Return all of the entries, keeping every word and mark as it is.

_Exercise data:_
----
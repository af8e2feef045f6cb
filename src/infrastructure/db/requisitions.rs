use crate::domain::error::{AppError, Result};
use crate::domain::requisition::{schema, Requisition, StoredRequisition};
use crate::infrastructure::db::RequisitionSink;
use async_trait::async_trait;
use chrono::{DateTime, Utc};
use sqlx::sqlite::{
    SqliteConnectOptions, SqliteJournalMode, SqlitePool, SqlitePoolOptions, SqliteSynchronous,
};
use std::str::FromStr;
use std::time::Duration;
use tracing::info;
use uuid::Uuid;

const REQUISITIONS_SCHEMA: &str = "CREATE TABLE IF NOT EXISTS requisitions (
    id INTEGER PRIMARY KEY AUTOINCREMENT,
    upload_id TEXT NOT NULL,
    position_title TEXT NOT NULL,
    position_category TEXT NOT NULL,
    location TEXT NOT NULL,
    job_description TEXT NOT NULL,
    number_of_positions INTEGER,
    min_experience TEXT NOT NULL,
    max_experience TEXT NOT NULL,
    min_salary TEXT NOT NULL,
    mid_salary TEXT NOT NULL,
    max_salary TEXT NOT NULL,
    mandatory_skills TEXT NOT NULL,
    optional_skills TEXT NOT NULL,
    created_at TEXT NOT NULL
)";

pub struct SqliteRequisitionRepository {
    pool: SqlitePool,
}

impl SqliteRequisitionRepository {
    pub async fn connect(database_url: &str) -> Result<Self> {
        let in_memory = database_url.contains(":memory:");

        let mut options = SqliteConnectOptions::from_str(database_url)
            .map_err(|e| {
                AppError::DatabaseError(format!("Failed to parse connection string: {e}"))
            })?
            .create_if_missing(true)
            .busy_timeout(Duration::from_secs(5));
        if !in_memory {
            options = options
                .journal_mode(SqliteJournalMode::Wal)
                .synchronous(SqliteSynchronous::Normal);
        }

        // Every connection to an in-memory database is a separate database
        let pool_options = if in_memory {
            SqlitePoolOptions::new()
                .max_connections(1)
                .idle_timeout(None)
                .max_lifetime(None)
        } else {
            SqlitePoolOptions::new().max_connections(4)
        };

        let pool = pool_options
            .acquire_timeout(Duration::from_secs(5))
            .connect_with(options)
            .await
            .map_err(|e| AppError::DatabaseError(format!("Failed to connect: {e}")))?;

        sqlx::query(REQUISITIONS_SCHEMA)
            .execute(&pool)
            .await
            .map_err(|e| AppError::DatabaseError(format!("Failed to create table: {e}")))?;

        Ok(Self { pool })
    }

    /// Committed requisitions, newest first
    pub async fn list(&self, limit: i64) -> Result<Vec<StoredRequisition>> {
        sqlx::query_as::<_, RequisitionEntity>(
            "SELECT id, upload_id, position_title, position_category, location, job_description,
                    number_of_positions, min_experience, max_experience, min_salary, mid_salary,
                    max_salary, mandatory_skills, optional_skills, created_at
             FROM requisitions ORDER BY id DESC LIMIT ?",
        )
        .bind(limit)
        .fetch_all(&self.pool)
        .await
        .map_err(|e| AppError::DatabaseError(format!("Failed to fetch requisitions: {e}")))
        .map(|entities| entities.into_iter().map(Into::into).collect())
    }
}

#[async_trait]
impl RequisitionSink for SqliteRequisitionRepository {
    async fn insert_batch(&self, upload_id: Uuid, requisitions: &[Requisition]) -> Result<usize> {
        let mut tx = self
            .pool
            .begin()
            .await
            .map_err(|e| AppError::DatabaseError(format!("Failed to begin transaction: {e}")))?;

        let upload_id = upload_id.to_string();
        let created_at = Utc::now();

        for requisition in requisitions {
            sqlx::query(
                "INSERT INTO requisitions (upload_id, position_title, position_category, location,
                    job_description, number_of_positions, min_experience, max_experience,
                    min_salary, mid_salary, max_salary, mandatory_skills, optional_skills, created_at)
                 VALUES (?, ?, ?, ?, ?, ?, ?, ?, ?, ?, ?, ?, ?, ?)",
            )
            .bind(&upload_id)
            .bind(&requisition.position_title)
            .bind(&requisition.position_category)
            .bind(&requisition.location)
            .bind(&requisition.job_description)
            .bind(requisition.number_of_positions)
            .bind(&requisition.min_experience)
            .bind(&requisition.max_experience)
            .bind(&requisition.min_salary)
            .bind(&requisition.mid_salary)
            .bind(&requisition.max_salary)
            .bind(join_skills(&requisition.mandatory_skills))
            .bind(join_skills(&requisition.optional_skills))
            .bind(created_at)
            .execute(&mut *tx)
            .await
            .map_err(|e| AppError::DatabaseError(format!("Failed to insert requisition: {e}")))?;
        }

        tx.commit()
            .await
            .map_err(|e| AppError::DatabaseError(format!("Failed to commit batch: {e}")))?;

        info!(upload_id = %upload_id, rows = requisitions.len(), "Requisition batch stored");
        Ok(requisitions.len())
    }
}

fn join_skills(skills: &[String]) -> String {
    skills.join(schema::SKILL_SEPARATOR.to_string().as_str())
}

// Internal entity for database mapping
#[derive(sqlx::FromRow)]
struct RequisitionEntity {
    id: i64,
    upload_id: String,
    position_title: String,
    position_category: String,
    location: String,
    job_description: String,
    number_of_positions: Option<i64>,
    min_experience: String,
    max_experience: String,
    min_salary: String,
    mid_salary: String,
    max_salary: String,
    mandatory_skills: String,
    optional_skills: String,
    created_at: DateTime<Utc>,
}

impl From<RequisitionEntity> for StoredRequisition {
    fn from(e: RequisitionEntity) -> Self {
        Self {
            id: e.id,
            upload_id: e.upload_id,
            requisition: Requisition {
                position_title: e.position_title,
                position_category: e.position_category,
                location: e.location,
                job_description: e.job_description,
                number_of_positions: e.number_of_positions,
                min_experience: e.min_experience,
                max_experience: e.max_experience,
                min_salary: e.min_salary,
                mid_salary: e.mid_salary,
                max_salary: e.max_salary,
                mandatory_skills: schema::split_skills(&e.mandatory_skills),
                optional_skills: schema::split_skills(&e.optional_skills),
            },
            created_at: e.created_at,
        }
    }
}

#[cfg(test)]
mod tests {
    use super::*;

    fn requisition(title: &str) -> Requisition {
        Requisition {
            position_title: title.to_string(),
            position_category: "Engineering".to_string(),
            location: "NYC".to_string(),
            job_description: String::new(),
            number_of_positions: Some(2),
            min_experience: "3".to_string(),
            max_experience: "5".to_string(),
            min_salary: String::new(),
            mid_salary: String::new(),
            max_salary: String::new(),
            mandatory_skills: vec!["Rust".to_string(), "SQL".to_string()],
            optional_skills: Vec::new(),
        }
    }

    #[tokio::test]
    async fn test_insert_batch_and_list() {
        let repo = SqliteRequisitionRepository::connect("sqlite::memory:")
            .await
            .unwrap();
        let upload_id = Uuid::new_v4();

        let inserted = repo
            .insert_batch(upload_id, &[requisition("SWE"), requisition("SRE")])
            .await
            .unwrap();
        assert_eq!(inserted, 2);

        let stored = repo.list(10).await.unwrap();
        assert_eq!(stored.len(), 2);
        assert_eq!(stored[0].requisition.position_title, "SRE");
        assert_eq!(stored[1].requisition, requisition("SWE"));
        assert_eq!(stored[0].upload_id, upload_id.to_string());
    }

    #[tokio::test]
    async fn test_list_respects_limit() {
        let repo = SqliteRequisitionRepository::connect("sqlite::memory:")
            .await
            .unwrap();
        let batch: Vec<_> = (0..5).map(|i| requisition(&format!("R{i}"))).collect();
        repo.insert_batch(Uuid::new_v4(), &batch).await.unwrap();

        assert_eq!(repo.list(3).await.unwrap().len(), 3);
    }
}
----
_Result:_
repository af8e2feef045f6cb
filename src/infrastructure/db/requisitions.rs
use crate::domain::error::{AppError, Result};
use crate::domain::requisition::{schema, Requisition, StoredRequisition};
use crate::infrastructure::db::RequisitionSink;
use async_trait::async_trait;
use chrono::{DateTime, Utc};
use sqlx::sqlite::{
    SqliteConnectOptions, SqliteJournalMode, SqlitePool, SqlitePoolOptions, SqliteSynchronous,
};
use std::str::FromStr;
use std::time::Duration;
use tracing::info;
use uuid::Uuid;

const REQUISITIONS_SCHEMA: &str = "CREATE TABLE IF NOT EXISTS requisitions (
    id INTEGER PRIMARY KEY AUTOINCREMENT,
    upload_id TEXT NOT NULL,
    position_title TEXT NOT NULL,
    position_category TEXT NOT NULL,
    location TEXT NOT NULL,
    job_description TEXT NOT NULL,
    number_of_positions INTEGER,
    min_experience TEXT NOT NULL,
    max_experience TEXT NOT NULL,
    min_salary TEXT NOT NULL,
    mid_salary TEXT NOT NULL,
    max_salary TEXT NOT NULL,
    mandatory_skills TEXT NOT NULL,
    optional_skills TEXT NOT NULL,
    created_at TEXT NOT NULL
)";

pub struct SqliteRequisitionRepository {
    pool: SqlitePool,
}

impl SqliteRequisitionRepository {
    pub async fn connect(database_url: &str) -> Result<Self> {
        let in_memory = database_url.contains(":memory:");

        let mut options = SqliteConnectOptions::from_str(database_url)
            .map_err(|e| {
                AppError::DatabaseError(format!("Failed to parse connection string: {e}"))
            })?
            .create_if_missing(true)
            .busy_timeout(Duration::from_secs(5));
        if !in_memory {
            options = options
                .journal_mode(SqliteJournalMode::Wal)
                .synchronous(SqliteSynchronous::Normal);
        }

        // Every connection to an in-memory database is a separate database
        let pool_options = if in_memory {
            SqlitePoolOptions::new()
                .max_connections(1)
                .idle_timeout(None)
                .max_lifetime(None)
        } else {
            SqlitePoolOptions::new().max_connections(4)
        };

        let pool = pool_options
            .acquire_timeout(Duration::from_secs(5))
            .connect_with(options)
            .await
            .map_err(|e| AppError::DatabaseError(format!("Failed to connect: {e}")))?;

        sqlx::query(REQUISITIONS_SCHEMA)
            .execute(&pool)
            .await
            .map_err(|e| AppError::DatabaseError(format!("Failed to create table: {e}")))?;

        Ok(Self { pool })
    }

    /// Committed requisitions, newest first
    pub async fn list(&self, limit: i64) -> Result<Vec<StoredRequisition>> {
        sqlx::query_as::<_, RequisitionEntity>(
            "SELECT id, upload_id, position_title, position_category, location, job_description,
                    number_of_positions, min_experience, max_experience, min_salary, mid_salary,
                    max_salary, mandatory_skills, optional_skills, created_at
             FROM requisitions ORDER BY id DESC LIMIT ?",
        )
        .bind(limit)
        .fetch_all(&self.pool)
        .await
        .map_err(|e| AppError::DatabaseError(format!("Failed to fetch requisitions: {e}")))
        .map(|entities| entities.into_iter().map(Into::into).collect())
    }
}

#[async_trait]
impl RequisitionSink for SqliteRequisitionRepository {
    async fn insert_batch(&self, upload_id: Uuid, requisitions: &[Requisition]) -> Result<usize> {
        let mut tx = self
            .pool
            .begin()
            .await
            .map_err(|e| AppError::DatabaseError(format!("Failed to begin transaction: {e}")))?;

        let upload_id = upload_id.to_string();
        let created_at = Utc::now();

        for requisition in requisitions {
            sqlx::query(
                "INSERT INTO requisitions (upload_id, position_title, position_category, location,
                    job_description, number_of_positions, min_experience, max_experience,
                    min_salary, mid_salary, max_salary, mandatory_skills, optional_skills, created_at)
                 VALUES (?, ?, ?, ?, ?, ?, ?, ?, ?, ?, ?, ?, ?, ?)",
            )
            .bind(&upload_id)
            .bind(&requisition.position_title)
            .bind(&requisition.position_category)
            .bind(&requisition.location)
            .bind(&requisition.job_description)
            .bind(requisition.number_of_positions)
            .bind(&requisition.min_experience)
            .bind(&requisition.max_experience)
            .bind(&requisition.min_salary)
            .bind(&requisition.mid_salary)
            .bind(&requisition.max_salary)
            .bind(join_skills(&requisition.mandatory_skills))
            .bind(join_skills(&requisition.optional_skills))
            .bind(created_at)
            .execute(&mut *tx)
            .await
            .map_err(|e| AppError::DatabaseError(format!("Failed to insert requisition: {e}")))?;
        }

        tx.commit()
            .await
            .map_err(|e| AppError::DatabaseError(format!("Failed to commit batch: {e}")))?;

        info!(upload_id = %upload_id, rows = requisitions.len(), "Requisition batch stored");
        Ok(requisitions.len())
    }
}

fn join_skills(skills: &[String]) -> String {
    skills.join(schema::SKILL_SEPARATOR.to_string().as_str())
}

// Internal entity for database mapping
#[derive(sqlx::FromRow)]
struct RequisitionEntity {
    id: i64,
    upload_id: String,
    position_title: String,
    position_category: String,
    location: String,
    job_description: String,
    number_of_positions: Option<i64>,
    min_experience: String,
    max_experience: String,
    min_salary: String,
    mid_salary: String,
    max_salary: String,
    mandatory_skills: String,
    optional_skills: String,
    created_at: DateTime<Utc>,
}

impl From<RequisitionEntity> for StoredRequisition {
    fn from(e: RequisitionEntity) -> Self {
        Self {
            id: e.id,
            upload_id: e.upload_id,
            requisition: Requisition {
                position_title: e.position_title,
                position_category: e.position_category,
                location: e.location,
                job_description: e.job_description,
                number_of_positions: e.number_of_positions,
                min_experience: e.min_experience,
                max_experience: e.max_experience,
                min_salary: e.min_salary,
                mid_salary: e.mid_salary,
                max_salary: e.max_salary,
                mandatory_skills: schema::split_skills(&e.mandatory_skills),
                optional_skills: schema::split_skills(&e.optional_skills),
            },
            created_at: e.created_at,
        }
    }
}

#[cfg(test)]
mod tests {
    use super::*;

    fn requisition(title: &str) -> Requisition {
        Requisition {
            position_title: title.to_string(),
            position_category: "Engineering".to_string(),
            location: "NYC".to_string(),
            job_description: String::new(),
            number_of_positions: Some(2),
            min_experience: "3".to_string(),
            max_experience: "5".to_string(),
            min_salary: String::new(),
            mid_salary: String::new(),
            max_salary: String::new(),
            mandatory_skills: vec!["Rust".to_string(), "SQL".to_string()],
            optional_skills: Vec::new(),
        }
    }

    #[tokio::test]
    async fn test_insert_batch_and_list() {
        let repo = SqliteRequisitionRepository::connect("sqlite::memory:")
            .await
            .unwrap();
        let upload_id = Uuid::new_v4();

        let inserted = repo
            .insert_batch(upload_id, &[requisition("SWE"), requisition("SRE")])
            .await
            .unwrap();
        assert_eq!(inserted, 2);

        let stored = repo.list(10).await.unwrap();
        assert_eq!(stored.len(), 2);
        assert_eq!(stored[0].requisition.position_title, "SRE");
        assert_eq!(stored[1].requisition, requisition("SWE"));
        assert_eq!(stored[0].upload_id, upload_id.to_string());
    }

    #[tokio::test]
    async fn test_list_respects_limit() {
        let repo = SqliteRequisitionRepository::connect("sqlite::memory:")
            .await
            .unwrap();
        let batch: Vec<_> = (0..5).map(|i| requisition(&format!("R{i}"))).collect();
        repo.insert_batch(Uuid::new_v4(), &batch).await.unwrap();

        assert_eq!(repo.list(3).await.unwrap().len(), 3);
    }
}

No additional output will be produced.